_WHAT THE EXERCISE ASKS:_ The data follows this line. Copy verbatim the line with "async fn poll(&self, scout: &dyn" and each line after it to the end.

_THE RECORDS:_
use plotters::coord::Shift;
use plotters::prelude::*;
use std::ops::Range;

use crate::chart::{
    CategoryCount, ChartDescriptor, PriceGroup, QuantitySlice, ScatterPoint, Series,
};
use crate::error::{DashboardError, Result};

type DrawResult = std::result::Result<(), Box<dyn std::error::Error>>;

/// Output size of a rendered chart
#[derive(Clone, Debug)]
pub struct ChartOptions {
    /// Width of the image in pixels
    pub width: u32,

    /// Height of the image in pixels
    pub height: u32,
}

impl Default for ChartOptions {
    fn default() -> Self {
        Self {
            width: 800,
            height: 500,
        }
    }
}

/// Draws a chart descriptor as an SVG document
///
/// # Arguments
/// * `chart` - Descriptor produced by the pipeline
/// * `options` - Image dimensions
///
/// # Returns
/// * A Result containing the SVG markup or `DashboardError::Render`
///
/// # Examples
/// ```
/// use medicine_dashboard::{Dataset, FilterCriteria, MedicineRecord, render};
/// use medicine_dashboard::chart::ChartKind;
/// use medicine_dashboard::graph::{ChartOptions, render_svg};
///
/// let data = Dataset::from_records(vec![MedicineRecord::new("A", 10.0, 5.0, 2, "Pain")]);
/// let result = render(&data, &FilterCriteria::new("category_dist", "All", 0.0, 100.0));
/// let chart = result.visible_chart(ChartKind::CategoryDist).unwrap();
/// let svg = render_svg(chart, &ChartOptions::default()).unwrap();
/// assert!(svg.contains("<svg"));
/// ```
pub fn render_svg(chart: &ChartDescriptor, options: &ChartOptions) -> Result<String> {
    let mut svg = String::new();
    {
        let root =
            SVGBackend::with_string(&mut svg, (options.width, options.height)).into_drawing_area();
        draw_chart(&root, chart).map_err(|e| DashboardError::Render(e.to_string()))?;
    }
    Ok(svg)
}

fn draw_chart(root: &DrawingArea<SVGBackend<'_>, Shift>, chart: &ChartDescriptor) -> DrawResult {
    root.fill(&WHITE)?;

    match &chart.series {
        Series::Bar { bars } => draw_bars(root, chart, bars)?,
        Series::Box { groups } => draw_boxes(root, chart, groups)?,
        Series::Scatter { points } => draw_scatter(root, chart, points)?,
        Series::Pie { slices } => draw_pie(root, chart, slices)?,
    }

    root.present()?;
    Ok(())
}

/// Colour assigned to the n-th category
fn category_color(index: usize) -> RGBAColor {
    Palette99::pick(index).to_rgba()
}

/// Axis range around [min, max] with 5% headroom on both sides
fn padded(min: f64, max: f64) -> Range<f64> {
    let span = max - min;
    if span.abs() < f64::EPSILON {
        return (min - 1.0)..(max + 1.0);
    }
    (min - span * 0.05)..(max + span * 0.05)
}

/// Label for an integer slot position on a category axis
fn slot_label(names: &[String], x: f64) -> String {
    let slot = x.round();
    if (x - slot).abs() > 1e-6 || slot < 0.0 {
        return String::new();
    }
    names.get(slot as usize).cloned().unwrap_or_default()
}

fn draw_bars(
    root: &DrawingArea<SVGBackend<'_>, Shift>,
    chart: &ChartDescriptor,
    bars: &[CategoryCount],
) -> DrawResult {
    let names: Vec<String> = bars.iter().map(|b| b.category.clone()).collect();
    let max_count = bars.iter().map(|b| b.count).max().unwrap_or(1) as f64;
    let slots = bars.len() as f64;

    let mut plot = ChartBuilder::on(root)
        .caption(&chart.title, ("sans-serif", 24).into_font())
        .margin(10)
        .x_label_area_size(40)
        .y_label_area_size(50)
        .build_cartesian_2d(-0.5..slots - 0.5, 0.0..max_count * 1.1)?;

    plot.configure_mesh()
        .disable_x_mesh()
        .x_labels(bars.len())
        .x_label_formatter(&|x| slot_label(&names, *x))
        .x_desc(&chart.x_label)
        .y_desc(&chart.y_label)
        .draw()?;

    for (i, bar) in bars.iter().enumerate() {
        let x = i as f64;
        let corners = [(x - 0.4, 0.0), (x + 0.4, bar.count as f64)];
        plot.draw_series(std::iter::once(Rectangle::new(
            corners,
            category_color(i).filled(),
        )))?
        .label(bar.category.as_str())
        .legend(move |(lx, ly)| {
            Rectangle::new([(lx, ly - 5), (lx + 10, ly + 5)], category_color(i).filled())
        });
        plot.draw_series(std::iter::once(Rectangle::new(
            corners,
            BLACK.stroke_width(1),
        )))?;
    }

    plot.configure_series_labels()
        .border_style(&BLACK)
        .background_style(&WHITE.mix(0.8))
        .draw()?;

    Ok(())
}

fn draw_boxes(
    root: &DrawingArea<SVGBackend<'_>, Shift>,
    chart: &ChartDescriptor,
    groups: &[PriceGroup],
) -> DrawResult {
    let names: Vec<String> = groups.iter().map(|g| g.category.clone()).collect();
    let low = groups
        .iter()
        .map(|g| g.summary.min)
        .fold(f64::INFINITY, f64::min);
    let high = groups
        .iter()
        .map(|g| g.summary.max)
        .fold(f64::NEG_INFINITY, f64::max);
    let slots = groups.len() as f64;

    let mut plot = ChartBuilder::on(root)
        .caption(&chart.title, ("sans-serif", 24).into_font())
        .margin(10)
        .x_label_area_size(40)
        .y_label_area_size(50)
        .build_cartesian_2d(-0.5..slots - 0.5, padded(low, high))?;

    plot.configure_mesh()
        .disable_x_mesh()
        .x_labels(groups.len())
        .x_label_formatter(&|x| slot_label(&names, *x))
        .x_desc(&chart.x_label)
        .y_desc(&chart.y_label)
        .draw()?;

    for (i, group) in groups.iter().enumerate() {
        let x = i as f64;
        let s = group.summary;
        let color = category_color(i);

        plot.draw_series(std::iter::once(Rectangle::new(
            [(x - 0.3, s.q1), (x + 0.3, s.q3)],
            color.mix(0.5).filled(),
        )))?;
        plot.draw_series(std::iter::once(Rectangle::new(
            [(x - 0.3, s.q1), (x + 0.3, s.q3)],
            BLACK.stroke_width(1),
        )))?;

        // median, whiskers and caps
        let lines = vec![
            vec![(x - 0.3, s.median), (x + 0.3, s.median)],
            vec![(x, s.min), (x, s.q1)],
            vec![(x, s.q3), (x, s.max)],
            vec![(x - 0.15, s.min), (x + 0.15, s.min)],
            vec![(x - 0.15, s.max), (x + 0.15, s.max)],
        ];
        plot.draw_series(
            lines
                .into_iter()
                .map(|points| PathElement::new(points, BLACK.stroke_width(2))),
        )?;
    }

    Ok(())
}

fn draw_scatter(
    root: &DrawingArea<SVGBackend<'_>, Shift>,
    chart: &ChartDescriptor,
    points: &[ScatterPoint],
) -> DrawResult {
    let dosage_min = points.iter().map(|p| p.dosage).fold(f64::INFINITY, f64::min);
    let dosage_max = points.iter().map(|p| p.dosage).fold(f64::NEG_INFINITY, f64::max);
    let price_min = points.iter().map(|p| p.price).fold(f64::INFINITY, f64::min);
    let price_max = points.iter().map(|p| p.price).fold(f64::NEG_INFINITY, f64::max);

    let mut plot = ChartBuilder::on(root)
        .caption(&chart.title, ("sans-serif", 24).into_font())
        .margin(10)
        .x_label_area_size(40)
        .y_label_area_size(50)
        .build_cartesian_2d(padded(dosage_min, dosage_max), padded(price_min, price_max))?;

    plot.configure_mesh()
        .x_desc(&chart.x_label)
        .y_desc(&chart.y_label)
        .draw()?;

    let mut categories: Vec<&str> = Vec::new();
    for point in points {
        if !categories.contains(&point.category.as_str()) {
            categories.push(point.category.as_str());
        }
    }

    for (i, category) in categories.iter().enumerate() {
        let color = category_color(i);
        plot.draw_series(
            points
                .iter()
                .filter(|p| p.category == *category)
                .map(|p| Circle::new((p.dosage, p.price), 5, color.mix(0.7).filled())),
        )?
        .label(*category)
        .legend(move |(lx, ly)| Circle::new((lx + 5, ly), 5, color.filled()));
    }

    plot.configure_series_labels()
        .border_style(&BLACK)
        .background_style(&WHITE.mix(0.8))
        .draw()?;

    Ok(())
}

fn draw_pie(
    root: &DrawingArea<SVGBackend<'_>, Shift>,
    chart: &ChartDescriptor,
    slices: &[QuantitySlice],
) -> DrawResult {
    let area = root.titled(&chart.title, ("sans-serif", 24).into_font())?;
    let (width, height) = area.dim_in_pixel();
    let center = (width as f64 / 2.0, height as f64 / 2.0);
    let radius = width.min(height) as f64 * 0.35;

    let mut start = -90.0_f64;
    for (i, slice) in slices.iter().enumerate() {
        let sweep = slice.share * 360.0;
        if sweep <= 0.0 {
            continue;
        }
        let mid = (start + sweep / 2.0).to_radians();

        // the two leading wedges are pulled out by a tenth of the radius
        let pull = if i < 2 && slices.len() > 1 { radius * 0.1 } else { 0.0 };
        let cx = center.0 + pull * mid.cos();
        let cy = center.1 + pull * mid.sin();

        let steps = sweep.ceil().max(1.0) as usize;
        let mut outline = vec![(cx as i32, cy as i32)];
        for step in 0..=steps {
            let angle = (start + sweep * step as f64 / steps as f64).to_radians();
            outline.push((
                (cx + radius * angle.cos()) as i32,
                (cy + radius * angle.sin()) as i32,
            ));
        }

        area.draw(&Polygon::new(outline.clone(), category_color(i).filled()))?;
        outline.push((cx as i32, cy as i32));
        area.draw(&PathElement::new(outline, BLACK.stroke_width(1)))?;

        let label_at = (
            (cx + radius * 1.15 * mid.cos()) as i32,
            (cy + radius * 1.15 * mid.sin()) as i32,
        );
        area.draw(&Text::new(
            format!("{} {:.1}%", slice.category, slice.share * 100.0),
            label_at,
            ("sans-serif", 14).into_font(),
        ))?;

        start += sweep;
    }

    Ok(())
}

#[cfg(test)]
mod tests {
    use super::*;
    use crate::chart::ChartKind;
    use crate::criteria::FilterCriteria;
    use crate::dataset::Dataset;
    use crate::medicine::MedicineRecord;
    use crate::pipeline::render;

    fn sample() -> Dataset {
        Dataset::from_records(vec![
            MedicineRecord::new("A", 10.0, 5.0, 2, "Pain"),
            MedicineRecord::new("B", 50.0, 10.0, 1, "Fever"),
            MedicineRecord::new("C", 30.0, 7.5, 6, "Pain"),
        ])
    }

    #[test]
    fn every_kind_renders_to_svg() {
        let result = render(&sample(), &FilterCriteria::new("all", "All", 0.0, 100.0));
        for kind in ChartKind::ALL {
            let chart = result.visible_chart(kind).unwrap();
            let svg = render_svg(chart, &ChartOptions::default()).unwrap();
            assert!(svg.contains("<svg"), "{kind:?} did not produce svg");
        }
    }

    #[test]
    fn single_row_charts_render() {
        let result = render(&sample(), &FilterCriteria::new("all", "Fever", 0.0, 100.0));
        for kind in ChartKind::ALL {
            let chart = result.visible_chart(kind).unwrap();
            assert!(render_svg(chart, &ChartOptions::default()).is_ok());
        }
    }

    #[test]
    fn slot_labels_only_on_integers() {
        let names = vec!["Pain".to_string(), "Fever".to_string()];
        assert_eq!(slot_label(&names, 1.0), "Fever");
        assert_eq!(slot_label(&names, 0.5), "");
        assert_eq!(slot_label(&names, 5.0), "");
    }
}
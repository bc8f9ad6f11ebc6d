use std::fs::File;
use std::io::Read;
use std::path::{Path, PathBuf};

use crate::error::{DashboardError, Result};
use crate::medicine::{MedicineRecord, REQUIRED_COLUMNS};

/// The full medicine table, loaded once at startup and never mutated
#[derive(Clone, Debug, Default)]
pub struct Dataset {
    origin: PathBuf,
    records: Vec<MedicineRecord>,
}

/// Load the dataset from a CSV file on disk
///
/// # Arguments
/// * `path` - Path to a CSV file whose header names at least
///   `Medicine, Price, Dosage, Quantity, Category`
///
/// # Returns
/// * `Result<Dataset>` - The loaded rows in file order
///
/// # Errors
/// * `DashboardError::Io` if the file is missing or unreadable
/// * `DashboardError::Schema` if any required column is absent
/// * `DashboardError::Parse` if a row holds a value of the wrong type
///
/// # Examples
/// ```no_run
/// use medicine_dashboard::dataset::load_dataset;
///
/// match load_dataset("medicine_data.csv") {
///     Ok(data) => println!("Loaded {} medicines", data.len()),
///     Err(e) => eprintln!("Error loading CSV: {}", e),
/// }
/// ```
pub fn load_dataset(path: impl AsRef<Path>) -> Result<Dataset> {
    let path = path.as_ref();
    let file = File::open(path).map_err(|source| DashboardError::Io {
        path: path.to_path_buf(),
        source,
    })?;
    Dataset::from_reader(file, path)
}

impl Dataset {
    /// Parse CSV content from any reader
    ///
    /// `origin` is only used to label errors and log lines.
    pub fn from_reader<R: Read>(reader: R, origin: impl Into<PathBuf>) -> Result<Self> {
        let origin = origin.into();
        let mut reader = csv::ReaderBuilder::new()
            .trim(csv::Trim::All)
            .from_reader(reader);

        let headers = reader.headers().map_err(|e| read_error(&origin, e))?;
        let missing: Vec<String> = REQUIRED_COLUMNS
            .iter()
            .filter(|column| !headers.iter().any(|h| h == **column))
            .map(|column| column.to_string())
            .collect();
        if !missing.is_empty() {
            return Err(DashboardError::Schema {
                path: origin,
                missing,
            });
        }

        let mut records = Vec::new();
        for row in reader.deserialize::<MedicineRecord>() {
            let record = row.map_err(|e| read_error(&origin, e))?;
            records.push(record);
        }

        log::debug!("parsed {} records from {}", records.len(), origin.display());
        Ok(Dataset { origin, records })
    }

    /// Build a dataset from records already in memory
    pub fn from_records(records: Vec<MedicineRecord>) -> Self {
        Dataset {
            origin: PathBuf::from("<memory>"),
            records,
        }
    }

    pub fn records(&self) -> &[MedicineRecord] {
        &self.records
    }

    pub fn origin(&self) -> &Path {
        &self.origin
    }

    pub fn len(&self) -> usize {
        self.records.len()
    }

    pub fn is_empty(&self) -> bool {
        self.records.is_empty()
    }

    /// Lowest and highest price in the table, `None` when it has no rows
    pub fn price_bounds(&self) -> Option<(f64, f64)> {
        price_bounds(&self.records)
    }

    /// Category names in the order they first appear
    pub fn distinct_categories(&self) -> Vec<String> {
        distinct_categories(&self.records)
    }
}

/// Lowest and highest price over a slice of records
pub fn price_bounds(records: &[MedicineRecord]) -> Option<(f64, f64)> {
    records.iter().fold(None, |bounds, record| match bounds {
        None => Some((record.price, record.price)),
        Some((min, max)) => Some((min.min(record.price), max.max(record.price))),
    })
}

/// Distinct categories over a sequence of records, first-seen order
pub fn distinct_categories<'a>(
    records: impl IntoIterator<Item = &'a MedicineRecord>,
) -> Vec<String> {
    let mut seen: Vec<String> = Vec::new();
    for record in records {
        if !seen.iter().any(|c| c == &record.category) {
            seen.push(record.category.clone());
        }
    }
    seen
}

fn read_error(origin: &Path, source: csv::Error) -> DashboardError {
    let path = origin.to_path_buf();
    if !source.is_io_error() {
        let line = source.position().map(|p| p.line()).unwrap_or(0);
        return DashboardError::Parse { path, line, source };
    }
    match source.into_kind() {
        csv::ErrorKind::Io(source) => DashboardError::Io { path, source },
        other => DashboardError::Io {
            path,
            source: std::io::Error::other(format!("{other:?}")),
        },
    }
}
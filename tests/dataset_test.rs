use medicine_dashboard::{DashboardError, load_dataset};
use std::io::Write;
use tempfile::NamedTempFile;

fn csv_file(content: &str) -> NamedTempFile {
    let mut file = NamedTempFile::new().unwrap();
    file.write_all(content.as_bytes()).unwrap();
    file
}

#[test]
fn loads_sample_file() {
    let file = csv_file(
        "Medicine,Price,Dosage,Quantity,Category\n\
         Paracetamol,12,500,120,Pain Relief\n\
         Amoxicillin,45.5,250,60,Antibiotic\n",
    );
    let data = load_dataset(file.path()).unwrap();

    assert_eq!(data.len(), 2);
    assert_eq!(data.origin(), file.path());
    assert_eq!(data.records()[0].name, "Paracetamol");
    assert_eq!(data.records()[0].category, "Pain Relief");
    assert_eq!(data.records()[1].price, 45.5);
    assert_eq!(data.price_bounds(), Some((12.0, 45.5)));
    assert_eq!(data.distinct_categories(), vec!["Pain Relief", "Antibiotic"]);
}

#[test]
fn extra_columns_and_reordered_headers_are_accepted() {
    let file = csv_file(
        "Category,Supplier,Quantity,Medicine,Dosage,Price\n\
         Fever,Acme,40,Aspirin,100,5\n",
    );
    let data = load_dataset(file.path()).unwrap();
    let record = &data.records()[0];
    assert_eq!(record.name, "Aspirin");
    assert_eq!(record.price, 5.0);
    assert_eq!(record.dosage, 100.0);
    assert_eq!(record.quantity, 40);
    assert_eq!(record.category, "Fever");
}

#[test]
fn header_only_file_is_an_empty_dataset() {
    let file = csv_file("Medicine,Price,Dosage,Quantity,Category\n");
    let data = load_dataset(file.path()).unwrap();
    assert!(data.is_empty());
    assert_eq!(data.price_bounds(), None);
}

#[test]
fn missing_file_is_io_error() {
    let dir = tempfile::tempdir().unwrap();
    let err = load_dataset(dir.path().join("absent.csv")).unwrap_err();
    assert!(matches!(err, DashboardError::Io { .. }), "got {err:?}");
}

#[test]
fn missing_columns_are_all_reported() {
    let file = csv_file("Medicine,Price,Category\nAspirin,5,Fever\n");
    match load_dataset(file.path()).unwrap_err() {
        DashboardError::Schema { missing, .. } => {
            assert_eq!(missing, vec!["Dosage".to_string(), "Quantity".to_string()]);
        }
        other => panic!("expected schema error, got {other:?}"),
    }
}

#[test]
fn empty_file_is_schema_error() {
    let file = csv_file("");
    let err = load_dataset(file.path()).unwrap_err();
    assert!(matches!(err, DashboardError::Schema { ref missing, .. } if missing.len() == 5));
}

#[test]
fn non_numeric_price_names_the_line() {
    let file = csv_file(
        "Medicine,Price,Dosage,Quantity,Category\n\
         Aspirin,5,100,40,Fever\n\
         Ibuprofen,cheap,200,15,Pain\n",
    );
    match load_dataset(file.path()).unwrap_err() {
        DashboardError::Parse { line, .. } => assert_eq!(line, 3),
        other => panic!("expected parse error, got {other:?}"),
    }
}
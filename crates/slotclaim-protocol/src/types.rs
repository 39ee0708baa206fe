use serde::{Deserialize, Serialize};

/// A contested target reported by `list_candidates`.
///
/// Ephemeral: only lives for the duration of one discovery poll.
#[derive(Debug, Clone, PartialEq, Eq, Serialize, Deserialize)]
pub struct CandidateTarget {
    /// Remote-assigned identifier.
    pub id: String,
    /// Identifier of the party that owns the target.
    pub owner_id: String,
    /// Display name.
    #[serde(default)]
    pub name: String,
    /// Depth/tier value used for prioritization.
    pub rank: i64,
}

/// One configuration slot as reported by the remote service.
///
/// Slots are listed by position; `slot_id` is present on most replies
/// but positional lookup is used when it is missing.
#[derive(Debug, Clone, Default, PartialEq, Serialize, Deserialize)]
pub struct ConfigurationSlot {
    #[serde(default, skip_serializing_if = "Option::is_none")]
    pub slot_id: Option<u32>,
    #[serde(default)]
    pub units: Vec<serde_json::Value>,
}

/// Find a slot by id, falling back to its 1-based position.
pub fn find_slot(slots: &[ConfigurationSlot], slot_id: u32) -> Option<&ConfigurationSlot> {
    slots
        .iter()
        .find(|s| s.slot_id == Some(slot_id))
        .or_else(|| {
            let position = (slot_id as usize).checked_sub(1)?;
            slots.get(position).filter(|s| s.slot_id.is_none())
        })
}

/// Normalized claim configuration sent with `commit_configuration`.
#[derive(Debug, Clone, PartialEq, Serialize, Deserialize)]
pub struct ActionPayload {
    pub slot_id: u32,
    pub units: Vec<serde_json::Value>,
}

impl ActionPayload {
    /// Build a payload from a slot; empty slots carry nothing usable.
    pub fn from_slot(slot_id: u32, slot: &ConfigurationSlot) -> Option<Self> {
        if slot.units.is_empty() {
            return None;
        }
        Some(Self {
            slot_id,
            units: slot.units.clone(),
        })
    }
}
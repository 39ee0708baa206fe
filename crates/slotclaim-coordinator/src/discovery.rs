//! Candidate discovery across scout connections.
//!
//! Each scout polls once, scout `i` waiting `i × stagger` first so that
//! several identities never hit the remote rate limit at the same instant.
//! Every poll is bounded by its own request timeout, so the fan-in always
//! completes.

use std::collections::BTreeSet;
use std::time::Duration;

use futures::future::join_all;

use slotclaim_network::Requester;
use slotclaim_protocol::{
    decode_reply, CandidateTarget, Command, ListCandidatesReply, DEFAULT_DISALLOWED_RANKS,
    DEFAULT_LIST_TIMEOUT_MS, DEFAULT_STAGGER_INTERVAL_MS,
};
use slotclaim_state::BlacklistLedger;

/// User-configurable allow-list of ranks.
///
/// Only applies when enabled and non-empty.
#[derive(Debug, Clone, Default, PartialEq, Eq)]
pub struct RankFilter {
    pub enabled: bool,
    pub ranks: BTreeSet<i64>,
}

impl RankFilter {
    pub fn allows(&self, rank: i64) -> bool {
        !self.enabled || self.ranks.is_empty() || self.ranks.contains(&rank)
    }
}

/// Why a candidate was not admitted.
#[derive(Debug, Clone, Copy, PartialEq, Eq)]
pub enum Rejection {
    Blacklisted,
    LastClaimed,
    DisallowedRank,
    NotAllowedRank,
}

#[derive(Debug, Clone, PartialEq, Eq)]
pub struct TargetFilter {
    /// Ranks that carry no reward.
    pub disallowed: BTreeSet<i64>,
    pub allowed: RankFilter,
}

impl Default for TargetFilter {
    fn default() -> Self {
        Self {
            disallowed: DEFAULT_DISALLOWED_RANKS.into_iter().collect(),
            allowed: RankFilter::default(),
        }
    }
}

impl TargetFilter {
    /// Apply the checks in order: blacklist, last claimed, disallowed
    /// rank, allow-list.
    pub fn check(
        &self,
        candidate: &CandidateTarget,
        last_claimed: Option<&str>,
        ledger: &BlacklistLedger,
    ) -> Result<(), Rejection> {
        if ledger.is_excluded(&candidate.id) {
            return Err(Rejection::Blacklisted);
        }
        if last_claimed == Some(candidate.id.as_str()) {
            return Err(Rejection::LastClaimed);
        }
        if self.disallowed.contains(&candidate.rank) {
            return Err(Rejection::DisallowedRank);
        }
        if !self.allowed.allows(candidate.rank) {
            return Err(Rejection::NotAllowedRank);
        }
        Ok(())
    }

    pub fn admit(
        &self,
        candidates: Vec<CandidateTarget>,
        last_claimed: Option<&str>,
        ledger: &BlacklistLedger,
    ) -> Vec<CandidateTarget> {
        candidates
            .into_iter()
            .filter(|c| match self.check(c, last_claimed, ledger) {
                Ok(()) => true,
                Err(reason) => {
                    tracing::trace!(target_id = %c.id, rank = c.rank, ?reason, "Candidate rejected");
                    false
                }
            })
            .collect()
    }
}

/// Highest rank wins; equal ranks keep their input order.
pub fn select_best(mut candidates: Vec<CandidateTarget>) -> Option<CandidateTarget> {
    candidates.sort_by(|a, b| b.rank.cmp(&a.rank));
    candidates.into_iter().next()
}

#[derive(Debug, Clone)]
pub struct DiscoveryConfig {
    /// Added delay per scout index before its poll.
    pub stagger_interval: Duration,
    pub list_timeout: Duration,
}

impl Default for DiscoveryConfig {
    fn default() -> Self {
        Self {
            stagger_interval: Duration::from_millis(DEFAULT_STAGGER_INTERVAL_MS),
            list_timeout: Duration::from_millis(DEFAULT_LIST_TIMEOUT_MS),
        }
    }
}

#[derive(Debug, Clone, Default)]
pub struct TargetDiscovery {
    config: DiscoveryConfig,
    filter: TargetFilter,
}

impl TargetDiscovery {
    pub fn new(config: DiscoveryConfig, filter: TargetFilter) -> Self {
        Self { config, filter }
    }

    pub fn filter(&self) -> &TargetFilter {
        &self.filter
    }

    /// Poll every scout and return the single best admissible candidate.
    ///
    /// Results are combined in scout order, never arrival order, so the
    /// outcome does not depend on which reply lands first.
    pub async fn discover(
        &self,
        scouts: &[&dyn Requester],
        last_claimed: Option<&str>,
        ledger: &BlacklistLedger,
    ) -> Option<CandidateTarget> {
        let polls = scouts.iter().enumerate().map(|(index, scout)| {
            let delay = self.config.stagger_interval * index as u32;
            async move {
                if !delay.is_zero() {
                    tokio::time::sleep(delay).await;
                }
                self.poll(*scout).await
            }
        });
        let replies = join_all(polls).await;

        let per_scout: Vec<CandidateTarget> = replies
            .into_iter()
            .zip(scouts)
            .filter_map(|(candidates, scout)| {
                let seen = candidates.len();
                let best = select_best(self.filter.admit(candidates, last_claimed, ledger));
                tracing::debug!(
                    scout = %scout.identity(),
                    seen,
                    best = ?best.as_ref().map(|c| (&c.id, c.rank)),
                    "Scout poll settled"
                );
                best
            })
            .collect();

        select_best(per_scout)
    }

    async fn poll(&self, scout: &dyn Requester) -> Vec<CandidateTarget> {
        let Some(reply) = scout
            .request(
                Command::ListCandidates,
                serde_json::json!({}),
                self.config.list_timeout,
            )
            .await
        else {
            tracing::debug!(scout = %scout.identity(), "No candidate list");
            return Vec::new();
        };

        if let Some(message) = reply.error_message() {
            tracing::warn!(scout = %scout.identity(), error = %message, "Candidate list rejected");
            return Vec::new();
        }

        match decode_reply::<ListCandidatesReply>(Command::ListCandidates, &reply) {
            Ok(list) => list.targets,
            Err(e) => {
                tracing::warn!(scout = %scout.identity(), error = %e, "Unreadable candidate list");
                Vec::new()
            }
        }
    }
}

_SOLUTION FOR THIS PROBLEM:_
    async fn poll(&self, scout: &dyn Requester) -> Vec<CandidateTarget> {
        let Some(reply) = scout
            .request(
                Command::ListCandidates,
                serde_json::json!({}),
                self.config.list_timeout,
            )
            .await
        else {
            tracing::debug!(scout = %scout.identity(), "No candidate list");
            return Vec::new();
        };

        if let Some(message) = reply.error_message() {
            tracing::warn!(scout = %scout.identity(), error = %message, "Candidate list rejected");
            return Vec::new();
        }

        match decode_reply::<ListCandidatesReply>(Command::ListCandidates, &reply) {
            Ok(list) => list.targets,
            Err(e) => {
                tracing::warn!(scout = %scout.identity(), error = %e, "Unreadable candidate list");
                Vec::new()
            }
        }
    }
}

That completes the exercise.